National Geographic has a story about clean coal. It seems that the federal government is putting up money to test technology that could (possibly) keep carbon out of the air. But without legislation requiring plants to keep carbon out of the air, energy companies aren’t interested in using the technology.

This has led some critics to ask if carbon capture experimentation funds wouldn’t be better spent on searching for ways to generate energy that do not produce as much carbon or require natural resources to be mined, drilled etc.

“You can build a small number of demos, but seriously deploying? It doesn’t have a future without legislation,” says George Peridas, a scientist in the Natural Resources Defense Council climate center. “Unless the finance community has a certainty about what will happen in the policy domain, they won’t go there.”

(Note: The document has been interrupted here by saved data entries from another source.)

//! The owning AVL tree. All nodes live in an arena owned by the [`Tree`] and refer to their
//! children by index, so views into the tree ([`Subtree`]) are nothing more than a borrow of the
//! arena plus the index of the node they start at.
//!
//! # Examples
//!
//! ```
//! use balanced_bst::Tree;
//!
//! let mut tree = Tree::new();
//!
//! // Nothing in here yet.
//! assert!(!tree.contains(&1));
//!
//! tree.insert(2);
//! tree.insert(1);
//! tree.insert(3);
//! assert!(tree.contains(&1));
//!
//! // Inserting an item that's already there does nothing.
//! assert!(!tree.insert(2));
//! assert_eq!(tree.len(), 3);
//!
//! // Removing gives the item back.
//! assert_eq!(tree.remove(&2), Some(2));
//! assert_eq!(tree.remove(&2), None);
//!
//! assert_eq!(tree.iter().copied().collect::<Vec<_>>(), vec![1, 3]);
//! ```

use std::cmp::Ordering;
use std::fmt;
use std::iter::FromIterator;
use std::mem;

use crate::subtree::Subtree;
use crate::traversal::{InOrder, LevelOrder, PostOrder, PreOrder};
use crate::util::{Path, Side};

/// Index of a node slot in a [`Tree`]'s arena.
pub(crate) type NodeId = usize;

/// A single item and the links to its children.
pub(crate) struct Node<T> {
    pub(crate) item: T,
    pub(crate) left: Option<NodeId>,
    pub(crate) right: Option<NodeId>,

    /// How many levels are in the subtree rooted at this node.
    /// A node with no children has a height of 1.
    pub(crate) height: usize,
}

impl<T> Node<T> {
    fn leaf(item: T) -> Self {
        Self {
            item,
            left: None,
            right: None,
            height: 1,
        }
    }

    pub(crate) fn child(&self, side: Side) -> Option<NodeId> {
        match side {
            Side::Left => self.left,
            Side::Right => self.right,
        }
    }
}

/// A self-balancing Binary Search Tree (specifically, an AVL tree) of unique items.
///
/// The tree owns every node. Subtrees can be inspected through borrowed [`Subtree`] views and
/// copied out into their own `Tree` with [`Subtree::make_tree`].
pub struct Tree<T> {
    nodes: Vec<Option<Node<T>>>,
    /// Slots emptied by `remove`, reused by later inserts.
    free: Vec<NodeId>,
    root: Option<NodeId>,
    len: usize,
}

impl<T> Default for Tree<T> {
    fn default() -> Self {
        Self::new()
    }
}

impl<T> Tree<T> {
    /// Generates a new, empty `Tree`.
    pub fn new() -> Self {
        Self {
            nodes: Vec::new(),
            free: Vec::new(),
            root: None,
            len: 0,
        }
    }

    /// The number of items in the tree.
    pub fn len(&self) -> usize {
        self.len
    }

    /// Whether the tree holds no items.
    pub fn is_empty(&self) -> bool {
        self.len == 0
    }

    /// The number of levels in the tree. An empty tree has a height of 0 and a tree with a single
    /// item has a height of 1.
    pub fn height(&self) -> usize {
        self.height_of(self.root)
    }

    /// Removes every item from the tree.
    pub fn clear(&mut self) {
        self.nodes.clear();
        self.free.clear();
        self.root = None;
        self.len = 0;
    }

    /// A view of the whole tree. It is empty when the tree is.
    ///
    /// # Examples
    ///
    /// ```
    /// use balanced_bst::Tree;
    ///
    /// let tree: Tree<_> = vec![2, 1, 3].into();
    /// let root = tree.root();
    ///
    /// assert_eq!(root.item(), Some(&2));
    /// assert_eq!(root.left_child().item(), Some(&1));
    /// assert_eq!(root.right_child().item(), Some(&3));
    /// assert!(root.left_child().left_child().is_empty());
    /// ```
    pub fn root(&self) -> Subtree<'_, T> {
        Subtree::new(self, self.root)
    }

    /// Whether `item` is in the tree.
    pub fn contains(&self, item: &T) -> bool
    where
        T: Ord,
    {
        self.root().contains(item)
    }

    /// The subtree rooted at the node holding `item`. If `item` isn't in the tree the returned
    /// view is empty.
    ///
    /// # Examples
    ///
    /// ```
    /// use balanced_bst::Tree;
    ///
    /// let tree: Tree<_> = (1..=7).collect();
    ///
    /// let six = tree.locate(&6);
    /// assert_eq!(six.item(), Some(&6));
    /// assert_eq!(six.in_order_iter().copied().collect::<Vec<_>>(), vec![5, 6, 7]);
    ///
    /// assert!(tree.locate(&42).is_empty());
    /// ```
    pub fn locate(&self, item: &T) -> Subtree<'_, T>
    where
        T: Ord,
    {
        self.root().locate(item)
    }

    /// Inserts `item` into the tree. Returns whether it was added: if an equal item is already
    /// present the tree is left untouched.
    pub fn insert(&mut self, item: T) -> bool
    where
        T: Ord,
    {
        let mut path = Path::new();
        let mut cur = self.root;
        while let Some(id) = cur {
            let node = self.node(id);
            let side = match item.cmp(&node.item) {
                Ordering::Less => Side::Left,
                Ordering::Greater => Side::Right,
                Ordering::Equal => return false,
            };
            path.push((id, side));
            cur = node.child(side);
        }

        let leaf = self.alloc(Node::leaf(item));
        self.relink(path.last().copied(), Some(leaf));
        self.len += 1;
        self.retrace(&path);
        true
    }

    /// Removes `item` from the tree and returns it. If the tree doesn't contain `item`, nothing
    /// happens and `None` is returned.
    ///
    /// # Examples
    ///
    /// ```
    /// use balanced_bst::Tree;
    ///
    /// let mut tree: Tree<_> = vec![2, 1, 3].into();
    ///
    /// assert_eq!(tree.remove(&2), Some(2));
    /// assert_eq!(tree.remove(&42), None);
    /// assert_eq!(tree.iter().copied().collect::<Vec<_>>(), vec![1, 3]);
    /// ```
    pub fn remove(&mut self, item: &T) -> Option<T>
    where
        T: Ord,
    {
        let mut path = Path::new();
        let mut cur = self.root;
        let target = loop {
            let id = cur?;
            let node = self.node(id);
            let side = match item.cmp(&node.item) {
                Ordering::Less => Side::Left,
                Ordering::Greater => Side::Right,
                Ordering::Equal => break id,
            };
            path.push((id, side));
            cur = node.child(side);
        };

        let (left, right) = {
            let node = self.node(target);
            (node.left, node.right)
        };
        let removed = match (left, right) {
            // With two children the in-order successor (the smallest item of the right subtree)
            // takes the place of the removed item and its own node is spliced out instead.
            (Some(_), Some(right)) => {
                path.push((target, Side::Right));
                let mut successor = right;
                while let Some(left) = self.node(successor).left {
                    path.push((successor, Side::Left));
                    successor = left;
                }

                let orphan = self.node(successor).right;
                self.relink(path.last().copied(), orphan);
                let successor_item = self.release(successor);
                mem::replace(&mut self.node_mut(target).item, successor_item)
            }
            (child, None) | (None, child) => {
                self.relink(path.last().copied(), child);
                self.release(target)
            }
        };

        self.len -= 1;
        self.retrace(&path);
        Some(removed)
    }

    /// Visits every item root first, then the left subtree, then the right subtree.
    pub fn pre_order<F>(&self, visit: F)
    where
        F: FnMut(&T),
    {
        self.root().pre_order(visit)
    }

    /// Visits every item in ascending order.
    pub fn in_order<F>(&self, visit: F)
    where
        F: FnMut(&T),
    {
        self.root().in_order(visit)
    }

    /// Visits every item after both of its subtrees.
    pub fn post_order<F>(&self, visit: F)
    where
        F: FnMut(&T),
    {
        self.root().post_order(visit)
    }

    /// Visits every item level by level from the root down, left to right within a level.
    pub fn level_order<F>(&self, visit: F)
    where
        F: FnMut(&T),
    {
        self.root().level_order(visit)
    }

    /// A pre-order iterator over the items.
    pub fn pre_order_iter(&self) -> PreOrder<'_, T> {
        self.root().pre_order_iter()
    }

    /// An iterator over the items in ascending order. Same as [`Tree::iter`].
    pub fn in_order_iter(&self) -> InOrder<'_, T> {
        self.root().in_order_iter()
    }

    /// A post-order iterator over the items.
    pub fn post_order_iter(&self) -> PostOrder<'_, T> {
        self.root().post_order_iter()
    }

    /// A breadth-first iterator over the items.
    pub fn level_order_iter(&self) -> LevelOrder<'_, T> {
        self.root().level_order_iter()
    }

    /// An iterator over the items in ascending order.
    pub fn iter(&self) -> InOrder<'_, T> {
        self.in_order_iter()
    }

    pub(crate) fn node(&self, id: NodeId) -> &Node<T> {
        self.nodes[id]
            .as_ref()
            .expect("linked node ids always point at occupied slots")
    }

    fn node_mut(&mut self, id: NodeId) -> &mut Node<T> {
        self.nodes[id]
            .as_mut()
            .expect("linked node ids always point at occupied slots")
    }

    pub(crate) fn height_of(&self, link: Option<NodeId>) -> usize {
        link.map_or(0, |id| self.node(id).height)
    }

    /// Adds a node copied from another tree under `slot` (or as the root), keeping its height.
    /// The caller is responsible for the copied heights being accurate once it's done.
    pub(crate) fn graft(&mut self, slot: Option<(NodeId, Side)>, item: T, height: usize) -> NodeId {
        let id = self.alloc(Node {
            height,
            ..Node::leaf(item)
        });
        self.relink(slot, Some(id));
        self.len += 1;
        id
    }

    fn alloc(&mut self, node: Node<T>) -> NodeId {
        match self.free.pop() {
            Some(id) => {
                self.nodes[id] = Some(node);
                id
            }
            None => {
                self.nodes.push(Some(node));
                self.nodes.len() - 1
            }
        }
    }

    fn release(&mut self, id: NodeId) -> T {
        let node = self.nodes[id]
            .take()
            .expect("a node is only released once");
        self.free.push(id);
        node.item
    }

    /// Points `slot` (a parent and one of its sides, or the root when `None`) at `child`.
    fn relink(&mut self, slot: Option<(NodeId, Side)>, child: Option<NodeId>) {
        match slot {
            None => self.root = child,
            Some((parent, Side::Left)) => self.node_mut(parent).left = child,
            Some((parent, Side::Right)) => self.node_mut(parent).right = child,
        }
    }

    /// Walks `path` bottom-up after the position below its last entry changed, fixing heights
    /// and rotating where the AVL invariant broke.
    fn retrace(&mut self, path: &[(NodeId, Side)]) {
        for depth in (0..path.len()).rev() {
            let (id, _) = path[depth];
            let old_height = self.node(id).height;
            let top = self.rebalance(id);

            // Nothing above can change if this subtree kept both its root and its height.
            if top == id && self.node(id).height == old_height {
                return;
            }

            let slot = depth.checked_sub(1).map(|up| path[up]);
            self.relink(slot, Some(top));
        }
    }

    fn update_height(&mut self, id: NodeId) {
        let node = self.node(id);
        let height = self.height_of(node.left).max(self.height_of(node.right)) + 1;
        self.node_mut(id).height = height;
    }

    /// Positive when the left subtree is taller, negative when the right one is.
    fn balance_factor(&self, id: NodeId) -> isize {
        let node = self.node(id);
        self.height_of(node.left) as isize - self.height_of(node.right) as isize
    }

    /// Restores the AVL invariant at `id`, whose children are already balanced, and returns the
    /// root of the resulting subtree.
    fn rebalance(&mut self, id: NodeId) -> NodeId {
        self.update_height(id);
        let balance = self.balance_factor(id);

        let top = if balance > 1 {
            let left = self
                .node(id)
                .left
                .expect("a left-heavy node has a left child");
            if self.balance_factor(left) < 0 {
                let pivot = self.rotate_left(left);
                self.node_mut(id).left = Some(pivot);
            }
            self.rotate_right(id)
        } else if balance < -1 {
            let right = self
                .node(id)
                .right
                .expect("a right-heavy node has a right child");
            if self.balance_factor(right) > 0 {
                let pivot = self.rotate_right(right);
                self.node_mut(id).right = Some(pivot);
            }
            self.rotate_left(id)
        } else {
            id
        };

        // In tests, after balancing, assert that we've restored/maintained the AVL invariant.
        if cfg!(test) {
            assert!(self.balance_factor(top).abs() <= 1);
        }
        top
    }

    /// Rotates the right child of `id` up to take its place and returns it. The right child's
    /// left subtree becomes `id`'s right subtree.
    fn rotate_left(&mut self, id: NodeId) -> NodeId {
        let pivot = self
            .node(id)
            .right
            .expect("rotate_left needs a right child");
        let inner = self.node(pivot).left;

        self.node_mut(id).right = inner;
        self.update_height(id);
        self.node_mut(pivot).left = Some(id);
        self.update_height(pivot);
        pivot
    }

    /// Rotates the left child of `id` up to take its place and returns it. The left child's
    /// right subtree becomes `id`'s left subtree.
    fn rotate_right(&mut self, id: NodeId) -> NodeId {
        let pivot = self
            .node(id)
            .left
            .expect("rotate_right needs a left child");
        let inner = self.node(pivot).right;

        self.node_mut(id).left = inner;
        self.update_height(id);
        self.node_mut(pivot).right = Some(id);
        self.update_height(pivot);
        pivot
    }
}

impl<T: Clone> Clone for Tree<T> {
    fn clone(&self) -> Self {
        self.root().make_tree()
    }
}

impl<T: fmt::Debug> fmt::Debug for Tree<T> {
    fn fmt(&self, f: &mut fmt::Formatter<'_>) -> fmt::Result {
        f.debug_set().entries(self.iter()).finish()
    }
}

/// Trees are equal when they hold the same items, whatever their shape.
impl<T: PartialEq> PartialEq for Tree<T> {
    fn eq(&self, other: &Self) -> bool {
        self.len == other.len && self.iter().eq(other.iter())
    }
}

impl<T: Eq> Eq for Tree<T> {}

impl<T: Ord> Extend<T> for Tree<T> {
    fn extend<I: IntoIterator<Item = T>>(&mut self, items: I) {
        for item in items {
            self.insert(item);
        }
    }
}

impl<T: Ord> FromIterator<T> for Tree<T> {
    fn from_iter<I: IntoIterator<Item = T>>(items: I) -> Self {
        let mut tree = Self::new();
        tree.extend(items);
        tree
    }
}

impl<T: Ord> From<Vec<T>> for Tree<T> {
    fn from(items: Vec<T>) -> Self {
        items.into_iter().collect()
    }
}

impl<T: Ord, const N: usize> From<[T; N]> for Tree<T> {
    fn from(items: [T; N]) -> Self {
        IntoIterator::into_iter(items).collect()
    }
}

impl<'a, T> IntoIterator for &'a Tree<T> {
    type Item = &'a T;
    type IntoIter = InOrder<'a, T>;

    fn into_iter(self) -> Self::IntoIter {
        self.iter()
    }
}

NRDC parts ways, to some extent, with environmental groups that reject carbon storage outright, arguing that the mining of coal is too damaging or that the huge investments required would be better spent on energy sources that don’t emit carbon in the first place. NRDC has advocated more research on CCS, although the group has been critical of coal industry efforts to block the very climate legislation it sees as essential to spurring the huge investment that is needed.

Opposition to climate legislation indeed proved effective, as repeated efforts to refashion a bill narrowly passed last year by the House failed to garner the 60 votes needed to avoid a filibuster in the Senate.